(Information shown begins)

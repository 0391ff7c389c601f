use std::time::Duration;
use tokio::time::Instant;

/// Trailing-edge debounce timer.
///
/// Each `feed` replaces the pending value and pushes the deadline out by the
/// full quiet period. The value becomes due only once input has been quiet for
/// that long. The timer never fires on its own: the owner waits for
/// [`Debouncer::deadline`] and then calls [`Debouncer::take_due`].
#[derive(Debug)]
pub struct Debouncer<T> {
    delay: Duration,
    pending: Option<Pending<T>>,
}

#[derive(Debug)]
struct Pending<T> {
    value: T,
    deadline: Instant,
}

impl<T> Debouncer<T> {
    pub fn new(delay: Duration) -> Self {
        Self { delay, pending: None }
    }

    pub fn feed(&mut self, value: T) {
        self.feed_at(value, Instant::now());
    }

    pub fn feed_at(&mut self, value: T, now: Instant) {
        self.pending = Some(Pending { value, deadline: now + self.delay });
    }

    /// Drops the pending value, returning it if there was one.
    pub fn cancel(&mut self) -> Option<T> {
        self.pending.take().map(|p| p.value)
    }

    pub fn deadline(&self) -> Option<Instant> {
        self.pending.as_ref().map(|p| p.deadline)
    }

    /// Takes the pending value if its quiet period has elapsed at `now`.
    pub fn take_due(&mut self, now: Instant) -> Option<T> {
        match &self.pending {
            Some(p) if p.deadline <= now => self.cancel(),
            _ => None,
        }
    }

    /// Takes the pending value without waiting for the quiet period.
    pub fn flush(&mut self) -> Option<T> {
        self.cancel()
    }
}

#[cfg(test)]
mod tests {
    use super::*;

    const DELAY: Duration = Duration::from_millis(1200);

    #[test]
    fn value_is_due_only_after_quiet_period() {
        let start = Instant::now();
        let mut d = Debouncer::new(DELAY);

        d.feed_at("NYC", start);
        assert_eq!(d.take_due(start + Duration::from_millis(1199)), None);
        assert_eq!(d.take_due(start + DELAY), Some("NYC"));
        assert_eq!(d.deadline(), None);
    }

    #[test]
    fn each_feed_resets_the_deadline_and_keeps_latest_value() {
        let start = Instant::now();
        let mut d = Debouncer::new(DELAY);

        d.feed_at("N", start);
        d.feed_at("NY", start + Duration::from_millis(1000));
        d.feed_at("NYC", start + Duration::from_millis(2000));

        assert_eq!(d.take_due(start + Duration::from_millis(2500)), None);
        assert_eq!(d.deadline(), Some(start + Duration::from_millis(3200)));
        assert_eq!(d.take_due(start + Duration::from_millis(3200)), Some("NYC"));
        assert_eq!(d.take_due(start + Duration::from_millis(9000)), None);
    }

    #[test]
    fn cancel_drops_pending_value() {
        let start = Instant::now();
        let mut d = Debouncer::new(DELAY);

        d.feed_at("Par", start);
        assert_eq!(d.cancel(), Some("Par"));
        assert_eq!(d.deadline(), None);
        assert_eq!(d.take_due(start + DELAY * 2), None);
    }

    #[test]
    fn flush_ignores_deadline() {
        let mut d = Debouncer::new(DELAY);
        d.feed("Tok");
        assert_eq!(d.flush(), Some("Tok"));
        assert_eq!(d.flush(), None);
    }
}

(Information shown ends)
(Information shown begins)

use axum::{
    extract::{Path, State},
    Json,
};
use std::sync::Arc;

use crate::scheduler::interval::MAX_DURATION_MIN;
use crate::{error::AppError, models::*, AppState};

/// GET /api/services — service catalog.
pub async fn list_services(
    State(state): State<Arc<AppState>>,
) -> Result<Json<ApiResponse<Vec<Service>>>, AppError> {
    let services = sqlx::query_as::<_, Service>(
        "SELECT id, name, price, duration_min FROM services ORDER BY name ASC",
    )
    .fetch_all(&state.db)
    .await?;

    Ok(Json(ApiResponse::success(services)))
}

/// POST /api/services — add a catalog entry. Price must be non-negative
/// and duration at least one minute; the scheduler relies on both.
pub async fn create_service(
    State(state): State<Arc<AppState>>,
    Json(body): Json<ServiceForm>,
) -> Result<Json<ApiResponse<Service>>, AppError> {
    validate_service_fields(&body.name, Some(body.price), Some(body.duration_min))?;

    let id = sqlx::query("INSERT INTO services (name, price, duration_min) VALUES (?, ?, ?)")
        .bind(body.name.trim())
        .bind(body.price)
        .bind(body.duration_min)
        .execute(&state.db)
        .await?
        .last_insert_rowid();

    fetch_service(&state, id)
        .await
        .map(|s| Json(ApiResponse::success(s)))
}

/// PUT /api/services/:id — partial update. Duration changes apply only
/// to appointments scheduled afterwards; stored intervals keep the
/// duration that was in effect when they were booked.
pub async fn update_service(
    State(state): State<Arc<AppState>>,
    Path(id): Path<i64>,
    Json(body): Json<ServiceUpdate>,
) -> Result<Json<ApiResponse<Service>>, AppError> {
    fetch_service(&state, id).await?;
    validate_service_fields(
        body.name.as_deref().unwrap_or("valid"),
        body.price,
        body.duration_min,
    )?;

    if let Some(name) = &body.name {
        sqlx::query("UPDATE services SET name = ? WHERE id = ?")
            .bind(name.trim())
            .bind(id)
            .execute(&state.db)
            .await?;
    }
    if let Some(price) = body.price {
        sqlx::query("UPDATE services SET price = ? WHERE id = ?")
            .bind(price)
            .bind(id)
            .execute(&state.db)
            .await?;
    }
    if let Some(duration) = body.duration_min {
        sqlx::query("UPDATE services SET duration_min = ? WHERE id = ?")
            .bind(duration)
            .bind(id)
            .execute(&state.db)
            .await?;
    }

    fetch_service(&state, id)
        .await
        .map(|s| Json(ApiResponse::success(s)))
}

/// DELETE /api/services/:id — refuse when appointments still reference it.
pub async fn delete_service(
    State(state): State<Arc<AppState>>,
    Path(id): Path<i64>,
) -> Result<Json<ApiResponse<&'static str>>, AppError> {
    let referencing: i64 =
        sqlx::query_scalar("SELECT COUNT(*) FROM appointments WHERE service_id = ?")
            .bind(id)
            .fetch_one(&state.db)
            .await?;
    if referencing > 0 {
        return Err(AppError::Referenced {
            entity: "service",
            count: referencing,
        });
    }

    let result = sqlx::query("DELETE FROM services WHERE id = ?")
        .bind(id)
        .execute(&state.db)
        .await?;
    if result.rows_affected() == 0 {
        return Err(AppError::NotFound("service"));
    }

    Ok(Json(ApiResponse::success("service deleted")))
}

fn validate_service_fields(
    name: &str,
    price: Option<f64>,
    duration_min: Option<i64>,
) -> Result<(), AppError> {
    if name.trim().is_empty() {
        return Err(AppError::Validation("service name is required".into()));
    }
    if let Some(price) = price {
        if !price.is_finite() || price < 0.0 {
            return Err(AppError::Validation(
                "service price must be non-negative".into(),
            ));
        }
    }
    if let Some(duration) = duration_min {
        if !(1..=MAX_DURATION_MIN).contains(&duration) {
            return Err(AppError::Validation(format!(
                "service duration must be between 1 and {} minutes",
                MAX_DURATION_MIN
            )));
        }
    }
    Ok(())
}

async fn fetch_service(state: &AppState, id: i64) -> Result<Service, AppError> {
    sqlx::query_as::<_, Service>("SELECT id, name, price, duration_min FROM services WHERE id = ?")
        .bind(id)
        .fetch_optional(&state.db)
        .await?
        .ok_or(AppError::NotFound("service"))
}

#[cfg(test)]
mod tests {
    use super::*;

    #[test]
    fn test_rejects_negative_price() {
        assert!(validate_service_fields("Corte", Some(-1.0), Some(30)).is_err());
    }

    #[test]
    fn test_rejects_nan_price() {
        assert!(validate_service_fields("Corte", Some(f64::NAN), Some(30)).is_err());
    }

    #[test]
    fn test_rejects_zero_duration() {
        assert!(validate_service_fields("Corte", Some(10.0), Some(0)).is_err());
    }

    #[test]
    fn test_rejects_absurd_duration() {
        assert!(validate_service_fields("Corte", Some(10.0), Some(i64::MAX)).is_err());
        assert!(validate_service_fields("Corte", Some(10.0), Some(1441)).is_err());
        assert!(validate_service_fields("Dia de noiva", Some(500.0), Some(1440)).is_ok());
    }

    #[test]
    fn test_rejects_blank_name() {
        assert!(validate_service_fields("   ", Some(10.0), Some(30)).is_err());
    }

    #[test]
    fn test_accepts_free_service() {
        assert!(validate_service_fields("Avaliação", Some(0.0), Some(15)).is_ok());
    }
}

(Information shown ends)
(Information shown begins)

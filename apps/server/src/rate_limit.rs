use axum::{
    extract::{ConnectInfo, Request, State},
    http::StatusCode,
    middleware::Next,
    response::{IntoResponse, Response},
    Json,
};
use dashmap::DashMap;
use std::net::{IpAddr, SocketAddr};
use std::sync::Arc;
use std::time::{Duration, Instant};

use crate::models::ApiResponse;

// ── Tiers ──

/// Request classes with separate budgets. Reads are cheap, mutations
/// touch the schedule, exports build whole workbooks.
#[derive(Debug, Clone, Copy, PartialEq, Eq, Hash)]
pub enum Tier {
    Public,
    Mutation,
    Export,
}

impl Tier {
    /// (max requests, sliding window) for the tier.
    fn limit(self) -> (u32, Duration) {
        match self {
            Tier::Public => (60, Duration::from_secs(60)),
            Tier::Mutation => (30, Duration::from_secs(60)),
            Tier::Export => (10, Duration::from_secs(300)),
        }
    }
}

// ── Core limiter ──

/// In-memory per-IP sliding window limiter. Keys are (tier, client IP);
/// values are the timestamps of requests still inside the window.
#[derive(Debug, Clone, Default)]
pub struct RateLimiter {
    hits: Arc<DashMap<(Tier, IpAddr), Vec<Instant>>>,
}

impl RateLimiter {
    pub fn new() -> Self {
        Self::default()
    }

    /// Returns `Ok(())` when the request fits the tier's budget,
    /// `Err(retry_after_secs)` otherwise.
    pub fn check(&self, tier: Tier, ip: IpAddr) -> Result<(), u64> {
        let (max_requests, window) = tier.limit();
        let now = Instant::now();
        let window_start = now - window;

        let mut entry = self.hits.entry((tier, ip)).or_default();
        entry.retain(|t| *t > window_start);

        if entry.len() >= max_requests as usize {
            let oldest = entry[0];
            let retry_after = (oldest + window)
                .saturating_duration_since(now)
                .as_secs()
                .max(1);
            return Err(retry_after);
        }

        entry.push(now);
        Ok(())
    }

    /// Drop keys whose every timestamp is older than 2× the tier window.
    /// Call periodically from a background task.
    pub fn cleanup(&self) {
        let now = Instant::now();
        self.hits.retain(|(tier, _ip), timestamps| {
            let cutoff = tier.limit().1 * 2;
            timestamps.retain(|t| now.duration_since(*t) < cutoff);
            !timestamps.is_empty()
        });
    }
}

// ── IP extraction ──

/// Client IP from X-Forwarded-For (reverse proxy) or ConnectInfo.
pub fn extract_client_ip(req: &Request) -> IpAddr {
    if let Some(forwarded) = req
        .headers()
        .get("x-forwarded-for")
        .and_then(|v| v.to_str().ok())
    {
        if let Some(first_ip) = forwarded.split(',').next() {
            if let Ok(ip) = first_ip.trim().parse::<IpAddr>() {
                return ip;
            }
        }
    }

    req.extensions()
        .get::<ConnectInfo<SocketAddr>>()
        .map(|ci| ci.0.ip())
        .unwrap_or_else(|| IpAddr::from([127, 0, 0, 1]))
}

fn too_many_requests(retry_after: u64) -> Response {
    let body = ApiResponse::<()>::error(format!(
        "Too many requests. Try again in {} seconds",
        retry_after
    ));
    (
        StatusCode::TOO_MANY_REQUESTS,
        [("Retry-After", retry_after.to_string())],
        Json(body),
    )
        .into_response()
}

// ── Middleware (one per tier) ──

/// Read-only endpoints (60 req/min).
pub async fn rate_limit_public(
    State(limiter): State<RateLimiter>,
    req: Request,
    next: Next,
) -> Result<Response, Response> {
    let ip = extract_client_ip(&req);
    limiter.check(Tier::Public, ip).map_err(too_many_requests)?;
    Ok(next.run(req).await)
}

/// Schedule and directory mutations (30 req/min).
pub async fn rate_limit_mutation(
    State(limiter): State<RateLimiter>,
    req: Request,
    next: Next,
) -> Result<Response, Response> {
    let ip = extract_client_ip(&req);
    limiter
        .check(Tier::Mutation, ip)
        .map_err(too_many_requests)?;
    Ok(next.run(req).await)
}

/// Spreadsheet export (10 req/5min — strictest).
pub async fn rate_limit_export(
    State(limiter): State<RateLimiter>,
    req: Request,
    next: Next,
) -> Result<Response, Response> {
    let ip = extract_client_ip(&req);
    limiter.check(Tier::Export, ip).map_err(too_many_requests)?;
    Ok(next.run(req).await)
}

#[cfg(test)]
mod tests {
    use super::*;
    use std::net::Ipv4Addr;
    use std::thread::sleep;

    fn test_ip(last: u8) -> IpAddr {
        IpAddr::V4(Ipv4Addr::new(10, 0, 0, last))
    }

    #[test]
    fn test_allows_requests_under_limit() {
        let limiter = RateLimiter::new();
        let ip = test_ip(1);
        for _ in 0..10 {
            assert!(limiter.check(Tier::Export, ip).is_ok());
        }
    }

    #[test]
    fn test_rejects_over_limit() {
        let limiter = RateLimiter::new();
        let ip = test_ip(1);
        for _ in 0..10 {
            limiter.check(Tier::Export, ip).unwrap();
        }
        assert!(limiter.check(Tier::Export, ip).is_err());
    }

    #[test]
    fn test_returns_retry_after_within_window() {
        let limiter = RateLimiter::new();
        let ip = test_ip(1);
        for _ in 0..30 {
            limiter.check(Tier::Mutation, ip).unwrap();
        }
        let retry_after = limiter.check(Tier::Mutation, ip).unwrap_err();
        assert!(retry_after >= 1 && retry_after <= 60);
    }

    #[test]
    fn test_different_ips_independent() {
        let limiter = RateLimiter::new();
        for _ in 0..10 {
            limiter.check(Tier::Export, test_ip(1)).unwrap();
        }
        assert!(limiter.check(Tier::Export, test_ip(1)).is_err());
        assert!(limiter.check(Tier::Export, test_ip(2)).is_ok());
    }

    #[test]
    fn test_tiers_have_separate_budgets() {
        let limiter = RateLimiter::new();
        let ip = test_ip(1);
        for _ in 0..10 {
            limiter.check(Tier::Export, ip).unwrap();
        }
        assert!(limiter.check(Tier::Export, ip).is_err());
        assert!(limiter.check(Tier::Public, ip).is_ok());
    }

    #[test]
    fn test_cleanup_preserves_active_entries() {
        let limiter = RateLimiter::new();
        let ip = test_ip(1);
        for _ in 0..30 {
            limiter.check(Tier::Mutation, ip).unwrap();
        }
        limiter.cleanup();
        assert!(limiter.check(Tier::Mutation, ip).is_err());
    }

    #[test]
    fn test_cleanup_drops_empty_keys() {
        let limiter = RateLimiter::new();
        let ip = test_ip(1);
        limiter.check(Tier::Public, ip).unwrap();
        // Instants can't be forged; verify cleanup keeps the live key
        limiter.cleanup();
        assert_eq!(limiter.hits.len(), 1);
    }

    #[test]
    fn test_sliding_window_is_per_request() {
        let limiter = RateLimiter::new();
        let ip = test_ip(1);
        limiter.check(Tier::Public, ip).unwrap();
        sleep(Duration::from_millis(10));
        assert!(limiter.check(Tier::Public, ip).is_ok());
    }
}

(Information shown ends)

= Work instructions =
Whenever the string "timer" turns up in a line of the data, copy that line.

= Written solution =
/// Trailing-edge debounce timer.
/// that long. The timer never fires on its own: the owner waits for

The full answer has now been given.